An avid tennis player in his earlier days, Robert Boxer’s knees are not as good as they once were. At 85, going up a flight of stairs can be a bit uncomfortable, but, until recently, he had never struggled to breathe. That was when he knew his heart was failing.

“I was often short of breath and medication wasn’t helping,” Bob said.

Bob, a retired allergist, had a history of cardiac health problems. He was diagnosed with coronary artery disease in the early 2000s. When he was 70, Bob had a heart attack that led to triple bypass surgery to restore blood flow to his coronary artery. It was a difficult recovery, made worse by the fact that he was later diagnosed with degenerative mitral regurgitation, a progressive disease of the heart’s mitral valve

Bob Boxer MitralClip Patient
Bob Boxer

“When Robert’s heart muscle contracted, a significant portion of blood leaked backwards toward the lungs,” said Michael Salinger, MD, a Froedtert & MCW interventional cardiologist. “In Robert’s case, it was because the mitral valve leaflet had weakened and was no longer closing properly.”

Mild to moderate leakiness of the mitral valve is typically treated with medication and regular echocardiograms (noninvasive sound wave testing) to monitor the mitral valve’s functions. When the tests showed worsening regurgitation and Bob’s symptoms did not respond to increased medication, Dr. Salinger knew it was time to intervene.

A traditional approach for a patient in this situation would be open heart surgery to repair the mitral valve, but given Bob’s cardiac history, he was not a good candidate for another invasive heart procedure. Instead, Dr. Salinger performed a minimally invasive catheter-based procedure and repaired the valve using the MitraClip® device. Entering through a vein in Bob’s leg, Dr. Salinger used the MitraClip, which is about the size of a dime, to stop the leakage.

“We were able to reduce the leakage from severe to moderate,” Dr. Salinger said. “The MitraClip doesn’t stop regurgitation completely, but in patients who have a high surgical risk, this is often an excellent solution that alleviates their symptoms.”

MitraClip is a recent innovation, and Dr. Salinger was involved in the first U.S. implant of a MitraClip in the original clinical trial in 2003. The device was approved by the FDA in 2013.

“We did many clinical trials over the years and learned that regurgitation doesn’t have to be completely resolved in order for patients to feel better,” Dr. Salinger said. “Also, the trials showed once the clip healed in place, the clinical improvements in patients who received the MitraClip procedure are just as durable over a five-year period as improvements in patients who had openheart surgery to repair their mitral valve.”

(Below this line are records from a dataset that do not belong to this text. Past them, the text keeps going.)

//! Host values
//!
//! A `HostValue` is an application-side value: the shape a default is
//! declared in, and the shape the validation compiler accepts and produces.

use chrono::{DateTime, FixedOffset, NaiveDate, NaiveDateTime, NaiveTime};
use rust_decimal::Decimal;
use serde::{Deserialize, Serialize};
use uuid::Uuid;

/// A typed application-side value
#[derive(Debug, Clone, PartialEq, Serialize, Deserialize)]
#[serde(tag = "kind", content = "value", rename_all = "snake_case")]
pub enum HostValue {
    Null,
    Bool(bool),
    Integer(i64),
    Float(f64),
    Decimal(Decimal),
    Text(String),
    Bytes(Vec<u8>),
    Date(NaiveDate),
    Time(NaiveTime),
    Timestamp(NaiveDateTime),
    TimestampTz(DateTime<FixedOffset>),
    Uuid(Uuid),
    Json(serde_json::Value),
}

impl HostValue {
    /// Stable name of the value's kind, used in validation errors
    pub fn kind(&self) -> &'static str {
        match self {
            HostValue::Null => "null",
            HostValue::Bool(_) => "boolean",
            HostValue::Integer(_) => "integer",
            HostValue::Float(_) => "float",
            HostValue::Decimal(_) => "decimal",
            HostValue::Text(_) => "text",
            HostValue::Bytes(_) => "bytes",
            HostValue::Date(_) => "date",
            HostValue::Time(_) => "time",
            HostValue::Timestamp(_) => "timestamp",
            HostValue::TimestampTz(_) => "timestamptz",
            HostValue::Uuid(_) => "uuid",
            HostValue::Json(_) => "json",
        }
    }

    pub fn is_null(&self) -> bool {
        matches!(self, HostValue::Null)
    }
}

impl From<bool> for HostValue {
    fn from(value: bool) -> Self {
        HostValue::Bool(value)
    }
}

impl From<i32> for HostValue {
    fn from(value: i32) -> Self {
        HostValue::Integer(i64::from(value))
    }
}

impl From<i64> for HostValue {
    fn from(value: i64) -> Self {
        HostValue::Integer(value)
    }
}

impl From<f64> for HostValue {
    fn from(value: f64) -> Self {
        HostValue::Float(value)
    }
}

impl From<Decimal> for HostValue {
    fn from(value: Decimal) -> Self {
        HostValue::Decimal(value)
    }
}

impl From<&str> for HostValue {
    fn from(value: &str) -> Self {
        HostValue::Text(value.to_string())
    }
}

impl From<String> for HostValue {
    fn from(value: String) -> Self {
        HostValue::Text(value)
    }
}

impl From<Vec<u8>> for HostValue {
    fn from(value: Vec<u8>) -> Self {
        HostValue::Bytes(value)
    }
}

impl From<NaiveDate> for HostValue {
    fn from(value: NaiveDate) -> Self {
        HostValue::Date(value)
    }
}

impl From<NaiveTime> for HostValue {
    fn from(value: NaiveTime) -> Self {
        HostValue::Time(value)
    }
}

impl From<NaiveDateTime> for HostValue {
    fn from(value: NaiveDateTime) -> Self {
        HostValue::Timestamp(value)
    }
}

impl From<DateTime<FixedOffset>> for HostValue {
    fn from(value: DateTime<FixedOffset>) -> Self {
        HostValue::TimestampTz(value)
    }
}

impl From<Uuid> for HostValue {
    fn from(value: Uuid) -> Self {
        HostValue::Uuid(value)
    }
}

impl From<serde_json::Value> for HostValue {
    fn from(value: serde_json::Value) -> Self {
        HostValue::Json(value)
    }
}

#[cfg(test)]
mod tests {
    use super::*;

    #[test]
    fn test_kind_names() {
        assert_eq!(HostValue::Null.kind(), "null");
        assert_eq!(HostValue::from(1_i64).kind(), "integer");
        assert_eq!(HostValue::from("x").kind(), "text");
        assert_eq!(HostValue::from(serde_json::json!({"a": 1})).kind(), "json");
    }

    #[test]
    fn test_serde_shape() {
        let json = serde_json::to_value(HostValue::Integer(5)).unwrap();
        assert_eq!(json, serde_json::json!({"kind": "integer", "value": 5}));
    }
}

Bob’s MitraClip procedure was performed on April 12, 2018. He made the 90-minute drive to Froedtert Hospital from his home in the north suburbs of Chicago with his son. They stayed overnight in the Milwaukee area, and Bob returned home the following day.

“I could have gone to a hospital closer to home, but I have known Dr. Salinger for many years, ever since he practiced in Illinois,” Bob said. “His expertise in MitraClip procedures is unparalleled. Also, from the moment I set foot in Froedtert Hospital for my initial appointment, it was an exceptional experience. Everyone was very attentive and helpful, so I knew I would be well taken care of.”

After the procedure, Bob needed only to return to Froedtert Hospital for a 30-day follow-up appointment. His care team arranged for the rest of his follow-up appointments and his cardiac rehabilitation to take place at a hospital near his home in Wilmette, Ill.

“I’m improving each day and getting back to feeling like myself again,” Bob said. “My heart isn’t slowing me down.”